Francesco Cavallis Oper „Veremonda“ bei den Schwetzinger SWR Festspielen

Conchita Wurst in Gummistiefeln

Eine Stahlwand riegelt die Bühne ab. Sie bildet einen starken Kontrapunkt zum verspielten, weiß-goldenen Interieur des Rokokotheaters im Schwetzinger Schloss. Die Spielfläche für Francesco Cavallis rund dreistündige Oper „Veremonda“ aus dem Jahr 1652 muss erst von den allegorischen Figuren Sole/Sonne (Alin Deleanu) und Il Crepuscolo/Dämmerung (Johannes Mayer) erschaffen werden, die die Wand mit vereinten Kräften nach hinten schieben.

 Francesco Cavallis Oper „Veremonda“ bei den Schwetzinger SWR Festspielen
Die amazonenhafte Veremonda (Netta Or) bedroht Delio
(Lawrence Zazzo) © Martina Pipprich

Für die deutsche Erstaufführung der Oper zur Eröffnung der Schwetzinger SWR Festspiele setzt die frühere Freiburger Intendantin Amélie Niermeyer von Beginn auf ganz konkrete, mal verspielte, mal verstörende Bilder. Die Figuren des Prologs, die während der Oper immer wieder auftauchen, tragen lange schwarze Haare, Gummistiefel, Minirock und Bart. Als mehrfach geklonte Conchita Wurst machen sie gute Miene zum mitunter bösen Spiel, verführen mit Blicken und Gesten und wenden auch mal selbst Gewalt an.

Als eine der ganz wenigen frühbarocken Opern fußt „Veremonda“ nicht auf einer mythologischen Geschichte, sondern hat einen ganz konkreten historischen Hintergrund.
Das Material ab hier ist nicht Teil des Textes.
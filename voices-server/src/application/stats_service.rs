use crate::data::post_repository::PostRepository;
use crate::data::user_repository::UserRepository;
use crate::domain::error::DomainError;

#[derive(Debug, Clone, Copy)]
pub(crate) struct PlatformStats {
    pub(crate) total_posts: i64,
    pub(crate) total_institutions: i64,
    pub(crate) total_users: i64,
}

pub(crate) struct StatsService<P: PostRepository, U: UserRepository> {
    posts: P,
    users: U,
}

impl<P: PostRepository, U: UserRepository> StatsService<P, U> {
    pub(crate) fn new(posts: P, users: U) -> Self {
        Self { posts, users }
    }

    pub(crate) async fn platform_stats(&self) -> Result<PlatformStats, DomainError> {
        let post_stats = self.posts.platform_stats().await?;
        let total_users = self.users.total_users().await?;

        Ok(PlatformStats {
            total_posts: post_stats.total_posts,
            total_institutions: post_stats.total_institutions,
            total_users,
        })
    }
}
use crate::data::comment_repository::{CommentRepository, CommentWithAuthor, NewComment};
use crate::domain::comment::CreateCommentRequest;
use crate::domain::error::DomainError;

pub(crate) struct CommentService<C: CommentRepository> {
    repo: C,
}

impl<C: CommentRepository> CommentService<C> {
    pub(crate) fn new(repo: C) -> Self {
        Self { repo }
    }

    pub(crate) async fn create_comment(
        &self,
        post_id: i64,
        user_id: i64,
        req: CreateCommentRequest,
    ) -> Result<CommentWithAuthor, DomainError> {
        let req = req.validate()?;

        self.repo
            .create_comment(NewComment {
                post_id,
                user_id,
                content: req.content,
            })
            .await
            .map_err(|err| match err {
                DomainError::NotFound(what) if what == "post" => {
                    DomainError::NotFound("Post not found".to_string())
                }
                other => other,
            })
    }

    /// Returns the parent post id so the caller can refresh its view.
    pub(crate) async fn delete_comment(
        &self,
        comment_id: i64,
        author_id: i64,
    ) -> Result<i64, DomainError> {
        self.repo
            .delete_comment_owned(comment_id, author_id)
            .await?
            .ok_or_else(|| {
                DomainError::Forbidden(
                    "You don't have permission to delete this comment or the comment doesn't exist"
                        .to_string(),
                )
            })
    }

    pub(crate) async fn user_comment_count(&self, user_id: i64) -> Result<i64, DomainError> {
        self.repo.count_by_user(user_id).await
    }
}

#[cfg(test)]
mod tests {
    use std::sync::{Arc, Mutex};

    use async_trait::async_trait;
    use chrono::Utc;

    use super::CommentService;
    use crate::data::comment_repository::{CommentRepository, CommentWithAuthor, NewComment};
    use crate::domain::comment::CreateCommentRequest;
    use crate::domain::error::DomainError;

    #[derive(Clone, Default)]
    struct FakeCommentRepo {
        created_input: Arc<Mutex<Option<NewComment>>>,
        delete_result: Arc<Mutex<Option<i64>>>,
        post_missing: Arc<Mutex<bool>>,
    }

    #[async_trait]
    impl CommentRepository for FakeCommentRepo {
        async fn create_comment(
            &self,
            input: NewComment,
        ) -> Result<CommentWithAuthor, DomainError> {
            if *self.post_missing.lock().expect("post_missing mutex poisoned") {
                return Err(DomainError::NotFound("post".to_string()));
            }
            let comment = CommentWithAuthor {
                id: 5,
                post_id: input.post_id,
                content: input.content.clone(),
                created_at: Utc::now(),
                user_id: input.user_id,
                user_name: "Alice".to_string(),
            };
            *self
                .created_input
                .lock()
                .expect("created_input mutex poisoned") = Some(input);
            Ok(comment)
        }

        async fn list_for_post(
            &self,
            _post_id: i64,
        ) -> Result<Vec<CommentWithAuthor>, DomainError> {
            Ok(Vec::new())
        }

        async fn delete_comment_owned(
            &self,
            _comment_id: i64,
            _author_id: i64,
        ) -> Result<Option<i64>, DomainError> {
            Ok(*self.delete_result.lock().expect("delete_result mutex poisoned"))
        }

        async fn count_by_user(&self, _user_id: i64) -> Result<i64, DomainError> {
            Ok(2)
        }
    }

    #[tokio::test]
    async fn create_comment_trims_content() {
        let repo = FakeCommentRepo::default();
        let service = CommentService::new(repo.clone());

        let comment = service
            .create_comment(
                7,
                10,
                CreateCommentRequest {
                    content: "  nice post  ".to_string(),
                },
            )
            .await
            .expect("create must succeed");
        assert_eq!(comment.content, "nice post");

        let input = repo
            .created_input
            .lock()
            .expect("created_input mutex poisoned")
            .clone()
            .expect("input must be captured");
        assert_eq!(input.post_id, 7);
        assert_eq!(input.user_id, 10);
    }

    #[tokio::test]
    async fn create_comment_maps_missing_post() {
        let repo = FakeCommentRepo::default();
        *repo.post_missing.lock().expect("post_missing mutex poisoned") = true;
        let service = CommentService::new(repo);

        let err = service
            .create_comment(
                7,
                10,
                CreateCommentRequest {
                    content: "hello".to_string(),
                },
            )
            .await
            .expect_err("create must fail");
        match err {
            DomainError::NotFound(message) => assert_eq!(message, "Post not found"),
            other => panic!("expected NotFound, got {other:?}"),
        }
    }

    #[tokio::test]
    async fn delete_comment_is_forbidden_when_not_author() {
        let service = CommentService::new(FakeCommentRepo::default());

        let err = service
            .delete_comment(5, 10)
            .await
            .expect_err("must be forbidden");
        assert!(matches!(err, DomainError::Forbidden(_)));
    }

    #[tokio::test]
    async fn delete_comment_returns_parent_post_id() {
        let repo = FakeCommentRepo::default();
        *repo.delete_result.lock().expect("delete_result mutex poisoned") = Some(7);
        let service = CommentService::new(repo);

        let post_id = service
            .delete_comment(5, 10)
            .await
            .expect("delete must succeed");
        assert_eq!(post_id, 7);
    }
}
use std::time::{SystemTime, UNIX_EPOCH};

use voices_client::{PostInput, VoicesClient, VoicesClientError};

fn unique_suffix() -> String {
    let nanos = SystemTime::now()
        .duration_since(UNIX_EPOCH)
        .expect("system clock must be after unix epoch")
        .as_nanos();
    format!("{nanos}")
}

fn base_url() -> String {
    std::env::var("VOICES_HTTP_URL").unwrap_or_else(|_| "http://127.0.0.1:8080".to_string())
}

fn sample_post() -> PostInput {
    PostInput {
        title: "smoke title".to_string(),
        content: "smoke content".to_string(),
        category: "general".to_string(),
        institution: "Smoke University".to_string(),
        images: Vec::new(),
    }
}

#[tokio::test]
#[ignore = "requires running HTTP server and database"]
async fn full_post_lifecycle() {
    let client = VoicesClient::new(base_url());

    let suffix = unique_suffix();
    let email = format!("smoke_{suffix}@example.com");
    let password = "secret";

    client
        .register("Smoke Tester", &email, password)
        .await
        .expect("register must succeed");

    let user = client
        .login(&email, password)
        .await
        .expect("login must succeed");
    assert_eq!(user.email, email);

    let post_id = client
        .create_post(user.id, &sample_post())
        .await
        .expect("create_post must succeed");
    assert!(post_id > 0);

    // A fresh post has no engagement yet.
    let fetched = client
        .get_post(post_id, Some(user.id))
        .await
        .expect("get_post must succeed");
    assert_eq!(fetched.id, post_id);
    assert_eq!(fetched.likes, 0);
    assert!(fetched.comments.is_empty());
    assert!(!fetched.user_liked);

    let liked = client
        .toggle_like(post_id, user.id)
        .await
        .expect("toggle must succeed");
    assert!(liked.liked);
    assert_eq!(liked.likes_count, 1);

    let unliked = client
        .toggle_like(post_id, user.id)
        .await
        .expect("toggle must succeed");
    assert!(!unliked.liked);
    assert_eq!(unliked.likes_count, 0);

    let comment = client
        .create_comment(post_id, user.id, "first!")
        .await
        .expect("comment must succeed");
    assert_eq!(comment.content, "first!");

    let recent = client
        .recent_posts(Some(10))
        .await
        .expect("recent must succeed");
    assert!(recent.iter().any(|post| post.id == post_id));

    client
        .delete_post(user.id, post_id)
        .await
        .expect("delete must succeed");

    let missing = client
        .get_post(post_id, None)
        .await
        .expect_err("post must be gone");
    assert!(matches!(missing, VoicesClientError::NotFound(_)));
}

#[tokio::test]
#[ignore = "requires running HTTP server and database"]
async fn duplicate_email_and_bad_login_are_rejected() {
    let client = VoicesClient::new(base_url());

    let suffix = unique_suffix();
    let email = format!("dup_{suffix}@example.com");

    client
        .register("First", &email, "secret")
        .await
        .expect("register must succeed");

    let duplicate = client
        .register("Second", &email, "secret")
        .await
        .expect_err("duplicate email must be rejected");
    match duplicate {
        VoicesClientError::InvalidRequest(message) => {
            assert_eq!(message, "Email already exists");
        }
        other => panic!("expected InvalidRequest, got {other:?}"),
    }

    // Wrong password and unknown email must be indistinguishable.
    let wrong_password = client
        .login(&email, "not-the-password")
        .await
        .expect_err("login must fail");
    let unknown_email = client
        .login(&format!("ghost_{suffix}@example.com"), "whatever")
        .await
        .expect_err("login must fail");

    match (&wrong_password, &unknown_email) {
        (
            VoicesClientError::Unauthorized(first),
            VoicesClientError::Unauthorized(second),
        ) => assert_eq!(first, second),
        other => panic!("expected two Unauthorized errors, got {other:?}"),
    }
}
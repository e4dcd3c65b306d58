//! The single decoder for the legacy `posts.images` column.
//!
//! The column holds a JSON-encoded array of image paths, but older rows may
//! contain a JSON string or a bare, unencoded path. Decoding never fails: an
//! unreadable value degrades to a one-element list holding the raw text.

use serde_json::Value;

/// Public route prefix bare filenames are rewritten to.
pub(crate) const PUBLIC_UPLOAD_PREFIX: &str = "/api/uploads/posts";

/// Decodes the raw column value into a list of image references.
pub(crate) fn decode_images(raw: Option<&str>) -> Vec<String> {
    let Some(raw) = raw else {
        return Vec::new();
    };
    let raw = raw.trim();
    if raw.is_empty() {
        return Vec::new();
    }

    match serde_json::from_str::<Value>(raw) {
        Ok(Value::Array(items)) => items
            .into_iter()
            .filter_map(|item| match item {
                Value::String(s) => {
                    let s = s.trim().to_string();
                    (!s.is_empty()).then_some(s)
                }
                _ => None,
            })
            .collect(),
        Ok(Value::String(s)) => {
            let s = s.trim().to_string();
            if s.is_empty() { Vec::new() } else { vec![s] }
        }
        // Valid JSON of some other shape holds no image paths.
        Ok(_) => Vec::new(),
        // Malformed JSON: treat the raw text as a single image path instead
        // of failing the read.
        Err(_) => vec![raw.to_string()],
    }
}

/// Rewrites one image reference into its public URL form.
///
/// Absolute URLs and webroot-relative paths pass through; a bare filename is
/// assumed to live in the uploads directory.
pub(crate) fn public_image_url(image: &str) -> String {
    let image = image.trim();
    if image.starts_with("http://") || image.starts_with("https://") || image.starts_with('/') {
        return image.to_string();
    }
    format!("{PUBLIC_UPLOAD_PREFIX}/{image}")
}

/// Decode + normalize in one step; every read path goes through here.
pub(crate) fn decode_public_images(raw: Option<&str>) -> Vec<String> {
    decode_images(raw)
        .iter()
        .map(|img| public_image_url(img))
        .collect()
}

#[cfg(test)]
mod tests {
    use super::{decode_images, decode_public_images, public_image_url};

    #[test]
    fn decode_handles_missing_and_blank() {
        assert!(decode_images(None).is_empty());
        assert!(decode_images(Some("   ")).is_empty());
    }

    #[test]
    fn decode_handles_json_array() {
        let images = decode_images(Some(r#"["a.png", " b.jpg ", ""]"#));
        assert_eq!(images, vec!["a.png".to_string(), "b.jpg".to_string()]);
    }

    #[test]
    fn decode_handles_json_string() {
        let images = decode_images(Some(r#""single.png""#));
        assert_eq!(images, vec!["single.png".to_string()]);
    }

    #[test]
    fn decode_falls_back_to_raw_path_on_malformed_json() {
        let images = decode_images(Some("not-json.png"));
        assert_eq!(images, vec!["not-json.png".to_string()]);

        let images = decode_images(Some(r#"["broken"#));
        assert_eq!(images, vec![r#"["broken"#.to_string()]);
    }

    #[test]
    fn decode_ignores_non_string_array_items() {
        let images = decode_images(Some(r#"[1, "ok.png", null]"#));
        assert_eq!(images, vec!["ok.png".to_string()]);
    }

    #[test]
    fn decode_yields_nothing_for_other_valid_json() {
        assert!(decode_images(Some("42")).is_empty());
        assert!(decode_images(Some("null")).is_empty());
        assert!(decode_images(Some(r#"{"a":"b.png"}"#)).is_empty());
    }

    #[test]
    fn public_url_keeps_absolute_and_rooted_references() {
        assert_eq!(
            public_image_url("https://cdn.example.com/x.png"),
            "https://cdn.example.com/x.png"
        );
        assert_eq!(public_image_url("/static/x.png"), "/static/x.png");
    }

    #[test]
    fn public_url_prefixes_bare_filenames() {
        assert_eq!(
            public_image_url("x.png"),
            "/api/uploads/posts/x.png"
        );
    }

    #[test]
    fn decode_public_images_combines_both_steps() {
        let images = decode_public_images(Some(r#"["a.png", "/b.png"]"#));
        assert_eq!(
            images,
            vec!["/api/uploads/posts/a.png".to_string(), "/b.png".to_string()]
        );
    }
}
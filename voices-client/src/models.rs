use chrono::{DateTime, Utc};
use serde::Deserialize;

/// A registered account, password fields stripped.
#[derive(Debug, Clone, Deserialize)]
pub struct User {
    /// Account id.
    pub id: i64,
    /// Display name.
    pub name: String,
    /// Login email.
    pub email: String,
    /// Registration time.
    pub created_at: DateTime<Utc>,
    /// Last profile change.
    pub updated_at: DateTime<Utc>,
}

/// The author reference embedded in posts and comments.
#[derive(Debug, Clone, Deserialize)]
pub struct Author {
    /// Account id.
    pub id: i64,
    /// Display name.
    pub name: String,
}

/// One comment with its author.
#[derive(Debug, Clone, Deserialize)]
pub struct Comment {
    /// Comment id.
    pub id: i64,
    /// Comment body.
    pub content: String,
    /// When the comment was written.
    pub created_at: DateTime<Utc>,
    /// Who wrote it.
    pub user: Author,
}

/// Full post detail as rendered on the post page.
#[derive(Debug, Clone, Deserialize)]
pub struct PostDetail {
    /// Post id.
    pub id: i64,
    /// Headline.
    pub title: String,
    /// Story body.
    pub content: String,
    /// Category tag.
    pub category: String,
    /// Institution tag.
    pub institution: String,
    /// Publication time.
    pub created_at: DateTime<Utc>,
    /// Last edit time.
    pub updated_at: DateTime<Utc>,
    /// Public image URLs.
    pub images: Vec<String>,
    /// Support count.
    pub likes: i64,
    /// Whether the viewing user supports this post.
    pub user_liked: bool,
    /// Post owner.
    pub user: Author,
    /// Comments, oldest first.
    pub comments: Vec<Comment>,
}

/// Feed/list projection of a post.
#[derive(Debug, Clone, Deserialize)]
pub struct PostSummary {
    /// Post id.
    pub id: i64,
    /// Headline.
    pub title: String,
    /// Story body.
    pub content: String,
    /// Category tag.
    pub category: String,
    /// Institution tag.
    pub institution: String,
    /// Public image URLs.
    pub images: Vec<String>,
    /// Publication time.
    pub created_at: DateTime<Utc>,
    /// Last edit time.
    pub updated_at: DateTime<Utc>,
    /// Post owner.
    pub user: Author,
    /// Support count.
    pub likes_count: i64,
    /// Comment count.
    pub comments_count: i64,
}

/// Result of toggling support on a post.
#[derive(Debug, Clone, Copy, Deserialize)]
pub struct LikeToggle {
    /// Whether the post is supported after the toggle.
    pub liked: bool,
    /// Fresh support count.
    pub likes_count: i64,
}

/// Platform-wide counters shown on the landing page.
#[derive(Debug, Clone, Copy, Deserialize)]
pub struct PlatformStats {
    /// Published posts.
    pub total_posts: i64,
    /// Distinct institutions posted about.
    pub total_institutions: i64,
    /// Registered users.
    pub total_users: i64,
}

/// Fields for creating or replacing a post.
#[derive(Debug, Clone)]
pub struct PostInput {
    /// Headline.
    pub title: String,
    /// Story body.
    pub content: String,
    /// Category tag.
    pub category: String,
    /// Institution tag.
    pub institution: String,
    /// Image paths, usually returned by `upload_image`.
    pub images: Vec<String>,
}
Die Reconquista genannte Rückeroberung der muslimischen Gebiete auf der Iberischen Halbinsel durch spanische Christen ist der Rahmen, in dem die Liebesgeschichte zwischen dem christlichen Feldherrn Delio und der maurischen Königin Zelemina, die dem noch muslimischen Gibraltar im Jahr 1244 vorsteht, angesiedelt ist.

Der Monteverdi-Schüler Cavalli hat dafür eine bewegliche, kleinteilige Musik geschrieben, die das Originalklangensemble Concerto Köln farblich differenziert. Die Continuogruppe wird aus zwei Gamben, zwei Theorben, Harfe, Cembalo und Orgel immer neu gemischt, so dass die vielen, langen Rezitative eine echte Dialogstruktur bekommen. Andrés Locatelli, der kurzfristig für den gesundheitlich angeschlagenen Dirigenten Gabriel Garrido einspringen musste, ist ein umsichtiger musikalischer Leiter. Er setzt auf Nuancierung, anstatt die Kontraste herauszukitzeln. Und lässt der Musik Cavallis ihre Feinheit.

Szenisch geht es da gröber und greller zu. Der kalte Bühnenraum von Stefanie Seitz erinnert mit Wellblech und Belüftungsschlitzen an einen Bunker. Die in sexy Schuluniformen gesteckten Amazonen werden von Veremonda mit Kalaschnikows bewaffnet (Kostüme: Kirsten Dephoff). Lawrence Zazzo macht mit seinem vollen, enorm tragfähigen Altus Delio zu einer vielschichtigen Persönlichkeit. Alexandra Samouilidou (Zelemina) berührt mit ihrem glasklaren Sopran, gerät aber wie Johannes Mayer (Il Crepuscolo/Zeriffo) gelegentlich intonatorisch aus der Spur. Das Königspaar ist mit der präsenten, etwas nasal klingenden Netta Or als Veremonda und dem bewährten Countertenor Matthias Rexroth in der Rolle des vergeistigten Königs Alfonso gut besetzt. Nach der Pause gewinnt die Musik vor allem in den von Ritornellen gestützten Arien noch an Intensität.

Und auch der Regie gelingen stärkere Bilder. Wenn Zelemina und Delio ihre Liebe besingen, dann kündet der Aschenregen schon von der kommenden Katastrophe. Die im Orchestergraben befeuerte Schlachtenmusik ist in rotes Licht getaucht. Zelemina und ihre Zofe Zaide Nutrice (Frances Pappas) werden blutverschmiert auf die Bühne gezerrt. Bedrohlich schiebt sich die Rückwand nach vorne, ehe am Ende alle dicht aneinander gedrängt direkt vor dem Orchestergraben stehen und die Christen zur letzten Schlacht aufrufen.

Weitere Vorstellungen: 20.6., 6./13.7.2016, Staatstheater Mainz.